Start of Block
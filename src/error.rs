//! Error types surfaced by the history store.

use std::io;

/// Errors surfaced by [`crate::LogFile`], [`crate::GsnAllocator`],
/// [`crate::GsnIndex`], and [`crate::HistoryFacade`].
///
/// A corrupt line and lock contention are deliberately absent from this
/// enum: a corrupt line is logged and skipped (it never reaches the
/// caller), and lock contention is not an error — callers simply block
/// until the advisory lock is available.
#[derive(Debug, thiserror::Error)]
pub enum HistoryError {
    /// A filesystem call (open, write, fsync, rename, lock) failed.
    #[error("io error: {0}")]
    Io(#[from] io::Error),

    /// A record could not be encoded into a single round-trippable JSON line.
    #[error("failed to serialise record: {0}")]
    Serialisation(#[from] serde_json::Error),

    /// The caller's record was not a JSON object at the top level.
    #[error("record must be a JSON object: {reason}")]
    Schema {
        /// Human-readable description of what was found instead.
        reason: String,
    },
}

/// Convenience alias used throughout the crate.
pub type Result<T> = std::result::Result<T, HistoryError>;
End of Block
## Exercise instructions
With nothing left out, transcribe the records above exactly.

## Result
filename src/error.rs
//! Error types surfaced by the history store.

use std::io;

/// Errors surfaced by [`crate::LogFile`], [`crate::GsnAllocator`],
/// [`crate::GsnIndex`], and [`crate::HistoryFacade`].
///
/// A corrupt line and lock contention are deliberately absent from this
/// enum: a corrupt line is logged and skipped (it never reaches the
/// caller), and lock contention is not an error — callers simply block
/// until the advisory lock is available.
#[derive(Debug, thiserror::Error)]
pub enum HistoryError {
    /// A filesystem call (open, write, fsync, rename, lock) failed.
    #[error("io error: {0}")]
    Io(#[from] io::Error),

    /// A record could not be encoded into a single round-trippable JSON line.
    #[error("failed to serialise record: {0}")]
    Serialisation(#[from] serde_json::Error),

    /// The caller's record was not a JSON object at the top level.
    #[error("record must be a JSON object: {reason}")]
    Schema {
        /// Human-readable description of what was found instead.
        reason: String,
    },
}

/// Convenience alias used throughout the crate.
pub type Result<T> = std::result::Result<T, HistoryError>;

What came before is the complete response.